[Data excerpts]
.....

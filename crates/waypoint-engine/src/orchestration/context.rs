//! Mutable state threaded through one run

use std::collections::HashMap;
use std::fmt;
use std::sync::Arc;

use serde::{Deserialize, Serialize};

use crate::constants::log_format::EXEC_PREFIX;
use crate::log_sink::LogSink;

/// Value bound to a workflow variable
///
/// Nodes only ever store strings today; the other variants exist so a
/// variable read can fail on type rather than on a runtime cast.
#[derive(Debug, Clone, PartialEq, Serialize, Deserialize)]
#[serde(untagged)]
pub enum VariableValue {
    String(String),
    Number(f64),
    Bool(bool),
}

impl VariableValue {
    /// The string payload, if this is a string value
    pub fn as_str(&self) -> Option<&str> {
        match self {
            VariableValue::String(s) => Some(s),
            _ => None,
        }
    }
}

impl fmt::Display for VariableValue {
    fn fmt(&self, f: &mut fmt::Formatter<'_>) -> fmt::Result {
        match self {
            VariableValue::String(s) => f.write_str(s),
            VariableValue::Number(n) => write!(f, "{n}"),
            VariableValue::Bool(b) => write!(f, "{b}"),
        }
    }
}

impl From<String> for VariableValue {
    fn from(value: String) -> Self {
        VariableValue::String(value)
    }
}

impl From<&str> for VariableValue {
    fn from(value: &str) -> Self {
        VariableValue::String(value.to_string())
    }
}

/// Variables, last HTTP response and execution log for one run
///
/// A fresh context is created for every Execute action and dropped after it.
#[derive(Debug, Default)]
pub struct ExecutionContext {
    variables: HashMap<String, VariableValue>,
    last_response_body: String,
    last_status_code: u16,
    execution_log: String,
    sink: Option<Arc<LogSink>>,
}

impl ExecutionContext {
    pub fn new() -> Self {
        Self::default()
    }

    /// Create a context that mirrors its log lines into a shared sink
    pub fn with_sink(sink: Arc<LogSink>) -> Self {
        Self {
            sink: Some(sink),
            ..Self::default()
        }
    }

    pub fn set_variable(&mut self, name: impl Into<String>, value: impl Into<VariableValue>) {
        self.variables.insert(name.into(), value.into());
    }

    /// Look up a variable. `None` when it was never set.
    pub fn get_variable(&self, name: &str) -> Option<&VariableValue> {
        self.variables.get(name)
    }

    pub fn has_variable(&self, name: &str) -> bool {
        self.variables.contains_key(name)
    }

    pub fn variables(&self) -> &HashMap<String, VariableValue> {
        &self.variables
    }

    /// Append a line to the execution log and mirror it to the sink
    pub fn log(&mut self, message: impl AsRef<str>) {
        let message = message.as_ref();
        self.execution_log.push_str(message);
        self.execution_log.push('\n');

        if let Some(sink) = &self.sink {
            sink.append(format!("{EXEC_PREFIX}{message}"));
        }
        log::info!("{}", message);
    }

    /// Full execution log, one line per entry
    pub fn execution_log(&self) -> &str {
        &self.execution_log
    }

    pub fn log_lines(&self) -> impl Iterator<Item = &str> {
        self.execution_log.lines()
    }

    pub fn last_response_body(&self) -> &str {
        &self.last_response_body
    }

    pub fn last_status_code(&self) -> u16 {
        self.last_status_code
    }

    pub fn set_last_response(&mut self, body: impl Into<String>, status_code: u16) {
        self.last_response_body = body.into();
        self.last_status_code = status_code;
    }

    pub(crate) fn set_last_response_body(&mut self, body: impl Into<String>) {
        self.last_response_body = body.into();
    }

    /// Reset everything except the sink
    pub fn clear(&mut self) {
        self.variables.clear();
        self.last_response_body.clear();
        self.last_status_code = 0;
        self.execution_log.clear();
    }
}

.....

Problem requirements.
Check each line above for the string "None" and show the ones that have it.

Finished task.
            _ => None,
    /// Look up a variable. `None` when it was never set.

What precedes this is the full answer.